Once again, a barrel of crude oil, the international standard, fell 4.6% to $77.18 for its first loss in a week and a half. A barrel of benchmark U.S. crude, meanwhile, eased 4.6% to $73.57.
That also helped level off the pressure on the stock market from the bond market. Treasury yields eased a bit, a day after they shot to their highest levels since the summer.
The 10-year Treasury yield edged down to 4.02 from 4.03% late Monday. The two-year yield, which more closely tracks expectations for what the Federal Reserve will do with overnight interest rates, slipped to 3.96% from 3.99%, late Monday, though still near its highest level since August.
When Treasurys are paying higher yields, investors generally become less willing to pay very high prices for stocks and other investments. And Treasury yields had been storming higher over the last week following reports showing that the U.S. economy remains healthier than expected.
Such reports, including one last week showing a much better September jobs situation than expected, raised hopes that the economy will avoid a recession. But they also force traders to ratchet back expectations for how much the Federal Reserve will cut interest rates by now as the perceived purpose has widened its focus to include keeping the economy growing instead of just fighting high inflation.

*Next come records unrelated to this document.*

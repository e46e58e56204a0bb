//! Schema gate - structural validation only, no semantic repair
//!
//! Given an arbitrary key/value mapping, produce a typed candidate record if
//! and only if every required field is present and satisfies its declared
//! type and bound; otherwise fail with a `SchemaViolation` naming the
//! offending field and the violated constraint.
//!
//! Two deliberate lenience points: JSON `null` counts as absence (optional
//! fields take their default, required fields report as missing), and the
//! confidence field accepts anything coercible to a float - its range is
//! repaired downstream, since out-of-range confidence is almost always a
//! scale artifact from the generator rather than a structural error.

use serde_json::{Map, Value};

use super::guardrail::DeclaredHaptic;
use crate::contracts::{GuidanceReport, HapticCue, HazardReport, TrafficLightSighting};
use crate::error::SchemaViolation;
use crate::taxonomy::fold_label;

/// Default confidence for guidance records when the generator omits it.
const GUIDANCE_DEFAULT_CONFIDENCE: f64 = 0.9;

/// JSON type name for violation messages
pub(crate) fn json_type(value: &Value) -> &'static str {
    match value {
        Value::Null => "null",
        Value::Bool(_) => "boolean",
        Value::Number(_) => "number",
        Value::String(_) => "string",
        Value::Array(_) => "array",
        Value::Object(_) => "object",
    }
}

/// Fetch a field, treating explicit null as absence
fn present<'a>(map: &'a Map<String, Value>, key: &str) -> Option<&'a Value> {
    map.get(key).filter(|value| !value.is_null())
}

/// Fetch a required field
fn required<'a>(
    map: &'a Map<String, Value>,
    key: &str,
) -> Result<&'a Value, SchemaViolation> {
    present(map, key).ok_or_else(|| SchemaViolation::missing(key))
}

fn bool_at(value: &Value, path: &str) -> Result<bool, SchemaViolation> {
    match value {
        Value::Bool(b) => Ok(*b),
        other => Err(SchemaViolation::wrong_type(
            path,
            "boolean",
            json_type(other),
        )),
    }
}

fn u32_at(value: &Value, path: &str) -> Result<u32, SchemaViolation> {
    let number = match value {
        Value::Number(n) => n,
        other => {
            return Err(SchemaViolation::wrong_type(
                path,
                "integer",
                json_type(other),
            ))
        }
    };

    if let Some(u) = number.as_u64() {
        return u32::try_from(u).map_err(|_| {
            SchemaViolation::out_of_range(path, format!("0..={}", u32::MAX), u.to_string())
        });
    }
    if number.as_i64().is_some() {
        return Err(SchemaViolation::out_of_range(
            path,
            ">= 0",
            number.to_string(),
        ));
    }
    // A float: accept only integral non-negative values in range
    let f = number.as_f64().unwrap_or(f64::NAN);
    if f < 0.0 {
        return Err(SchemaViolation::out_of_range(path, ">= 0", number.to_string()));
    }
    if f.fract() != 0.0 || !f.is_finite() {
        return Err(SchemaViolation::wrong_type(path, "integer", "fractional number"));
    }
    if f > u32::MAX as f64 {
        return Err(SchemaViolation::out_of_range(
            path,
            format!("0..={}", u32::MAX),
            number.to_string(),
        ));
    }
    Ok(f as u32)
}

/// Coerce a confidence-like field to a float. Accepts JSON numbers and
/// numeric strings; range is NOT enforced here.
fn f64_at(value: &Value, path: &str) -> Result<f64, SchemaViolation> {
    match value {
        Value::Number(n) => n
            .as_f64()
            .ok_or_else(|| SchemaViolation::wrong_type(path, "number", n.to_string())),
        Value::String(s) => s.trim().parse::<f64>().map_err(|_| {
            SchemaViolation::wrong_type(path, "number", format!("string \"{}\"", s))
        }),
        other => Err(SchemaViolation::wrong_type(
            path,
            "number",
            json_type(other),
        )),
    }
}

/// Extract a string with declared length bounds (counted in characters)
fn string_at(
    value: &Value,
    path: &str,
    min: usize,
    max: usize,
) -> Result<String, SchemaViolation> {
    let s = match value {
        Value::String(s) => s,
        other => {
            return Err(SchemaViolation::wrong_type(
                path,
                "string",
                json_type(other),
            ))
        }
    };
    let len = s.chars().count();
    if len < min || len > max {
        return Err(SchemaViolation::length_out_of_bounds(
            path,
            format!("{}..={} characters", min, max),
            len,
        ));
    }
    Ok(s.clone())
}

/// Extract an unbounded free-form string
fn text_at(value: &Value, path: &str) -> Result<String, SchemaViolation> {
    match value {
        Value::String(s) => Ok(s.clone()),
        other => Err(SchemaViolation::wrong_type(
            path,
            "string",
            json_type(other),
        )),
    }
}

fn string_list_at(value: &Value, path: &str) -> Result<Vec<String>, SchemaViolation> {
    let items = match value {
        Value::Array(items) => items,
        other => {
            return Err(SchemaViolation::wrong_type(
                path,
                "array",
                json_type(other),
            ))
        }
    };
    items
        .iter()
        .enumerate()
        .map(|(index, item)| match item {
            Value::String(s) => Ok(s.clone()),
            other => Err(SchemaViolation::ElementTypeMismatch {
                field: path.to_string(),
                index,
                expected: "string",
                actual: json_type(other).to_string(),
            }),
        })
        .collect()
}

/// Parse the declared haptic value without judging it.
///
/// The guardrail repairer owns the decision for missing/unrecognized
/// values; the gate only rejects outright type mismatches.
fn declared_haptic_at(
    map: &Map<String, Value>,
    key: &str,
) -> Result<DeclaredHaptic, SchemaViolation> {
    match present(map, key) {
        None => Ok(DeclaredHaptic::Invalid),
        Some(Value::String(s)) => Ok(match HapticCue::from_label(&fold_label(s)) {
            Some(cue) => DeclaredHaptic::Valid(cue),
            None => DeclaredHaptic::Invalid,
        }),
        Some(other) => Err(SchemaViolation::wrong_type(key, "string", json_type(other))),
    }
}

fn sighting_at(value: &Value, path: &str) -> Result<TrafficLightSighting, SchemaViolation> {
    let obj = match value {
        Value::Object(obj) => obj,
        other => {
            return Err(SchemaViolation::wrong_type(
                path,
                "object",
                json_type(other),
            ))
        }
    };

    // The generator historically spelled this field two ways
    let distance_path = format!("{}.distance_meters", path);
    let distance_value = present(obj, "distance_meters")
        .or_else(|| present(obj, "approximate_distance_meters"))
        .ok_or_else(|| SchemaViolation::missing(&distance_path))?;
    let distance_meters = u32_at(distance_value, &distance_path)?;

    let description_path = format!("{}.description", path);
    let description = string_at(
        required(obj, "description").map_err(|_| SchemaViolation::missing(&description_path))?,
        &description_path,
        0,
        200,
    )?;

    let requires_deep_analyze = match present(obj, "requires_deep_analyze") {
        None => true,
        Some(value) => bool_at(value, &format!("{}.requires_deep_analyze", path))?,
    };

    Ok(TrafficLightSighting {
        distance_meters,
        description,
        requires_deep_analyze,
    })
}

fn optional_sighting(
    map: &Map<String, Value>,
    key: &str,
) -> Result<Option<TrafficLightSighting>, SchemaViolation> {
    match present(map, key) {
        None => Ok(None),
        Some(value) => sighting_at(value, key).map(Some),
    }
}

/// Gate a raw mapping into a hazard record candidate.
pub fn extract_hazard(
    map: &Map<String, Value>,
) -> Result<(HazardReport, DeclaredHaptic), SchemaViolation> {
    let hazard_detected = bool_at(required(map, "hazard_detected")?, "hazard_detected")?;
    let num_hazards = u32_at(required(map, "num_hazards")?, "num_hazards")?;
    let hazard_types = string_list_at(required(map, "hazard_types")?, "hazard_types")?;
    let one_sentence = string_at(required(map, "one_sentence")?, "one_sentence", 1, 200)?;
    let evasive_suggestion = string_at(
        required(map, "evasive_suggestion")?,
        "evasive_suggestion",
        1,
        250,
    )?;
    let bearing = text_at(required(map, "bearing")?, "bearing")?;
    let proximity = text_at(required(map, "proximity")?, "proximity")?;
    let confidence = f64_at(required(map, "confidence")?, "confidence")?;
    let notes = string_at(required(map, "notes")?, "notes", 0, 300)?;
    let declared_haptic = declared_haptic_at(map, "haptic_recommendation")?;
    let traffic_light_detected = match present(map, "traffic_light_detected") {
        None => false,
        Some(value) => bool_at(value, "traffic_light_detected")?,
    };
    let traffic_light_info = optional_sighting(map, "traffic_light_info")?;

    let report = HazardReport {
        hazard_detected,
        num_hazards,
        hazard_types,
        one_sentence,
        evasive_suggestion,
        bearing,
        proximity,
        confidence,
        notes,
        haptic_recommendation: match declared_haptic {
            DeclaredHaptic::Valid(cue) => cue,
            DeclaredHaptic::Invalid => HapticCue::NoHaptic,
        },
        traffic_light_detected,
        traffic_light_info,
    };
    Ok((report, declared_haptic))
}

/// Gate a raw mapping into a guidance record candidate.
pub fn extract_guidance(
    map: &Map<String, Value>,
) -> Result<(GuidanceReport, DeclaredHaptic), SchemaViolation> {
    let hazard_detected = match present(map, "hazard_detected") {
        None => false,
        Some(value) => bool_at(value, "hazard_detected")?,
    };
    let hazard_guidance = match present(map, "hazard_guidance") {
        None => String::new(),
        Some(value) => text_at(value, "hazard_guidance")?,
    };
    let declared_haptic = declared_haptic_at(map, "haptic_recommendation")?;
    let navigation_instruction = string_at(
        required(map, "navigation_instruction")?,
        "navigation_instruction",
        1,
        300,
    )?;
    let traffic_light_detected = match present(map, "traffic_light_detected") {
        None => false,
        Some(value) => bool_at(value, "traffic_light_detected")?,
    };
    let traffic_light_info = optional_sighting(map, "traffic_light_info")?;
    let confidence = match present(map, "confidence") {
        None => GUIDANCE_DEFAULT_CONFIDENCE,
        Some(value) => f64_at(value, "confidence")?,
    };
    let notes = match present(map, "notes") {
        None => String::new(),
        Some(value) => text_at(value, "notes")?,
    };

    let report = GuidanceReport {
        hazard_detected,
        hazard_guidance,
        haptic_recommendation: match declared_haptic {
            DeclaredHaptic::Valid(cue) => cue,
            DeclaredHaptic::Invalid => HapticCue::NoHaptic,
        },
        navigation_instruction,
        traffic_light_detected,
        traffic_light_info,
        confidence,
        notes,
    };
    Ok((report, declared_haptic))
}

Traders have abandoned expectations for the Fed to cut its main interest rate by a larger-than-usual half of a percentage point at its next meeting, for example. Instead, they are largely betting on a traditional-sized cut of a quarter of a percentage point, according to data from CME Group. Some are even calling for the possibility the Fed could keep its main rate steady in November.
High Treasury yields put the most pressure on stocks seen as the most expensive, and that puts the spotlight on the Big Tech stocks that have led the market for most of the last few years.
On Tuesday, all of the Big Tech stocks that have collectively come to be called the “Magnificent Seven” rose. NVDA led the way with a gain of 4% and was the strongest single force pushing upward on the S&P.
PEP rose after delivering stronger profit for the latest quarter than analysts expected, though its revenue fell short.
On the losing were oil-and-gas companies, which gave back some of their big recent gains driven by the last week’s jump in crude prices. CVX was one of the main reasons the Dow lagged other indexes.
In stock markets abroad, trading in mainland China reopened following a national holiday. Before, indexes in Shanghai and Shenzhen had surged on hopes for stimulus from the government and the central bank meant to prop up the economy’s flagging growth.
On Tuesday, China’s economic planning agency outlined details of measures aimed at boosting the economy, but it refrained from major spending initiatives. That helped lead to the 9.4% drop for the Hang Seng index in Hong Kong.
In Shanghai, where the market had been closed as Hong Kong ran higher over the last week, stocks rose 4.6% following their reopening.
The disappointment in China had worldwide effects, knocking down stocks of companies in Europe, the United States and elsewhere that do lots of business in and around China. In addition to the high-tech Chinese companies such as BABA, BIDU, PDD and so on, EL and WYNN both sold off as well.
The third-quarter earnings season begins this week with the following: yesterday – PEP higher; Thursday – BLK, JPM, WFC.
Economic reports will have: yesterday – August trade deficit came in slightly above $70 billion; today – 2pm release of the minutes from the last F.O.M.C. meeting; Thursday – September C.P.I., weekly jobless claims; Friday – September P.P.I., U. of Michigan mid-October Consumer Sentiment Survey.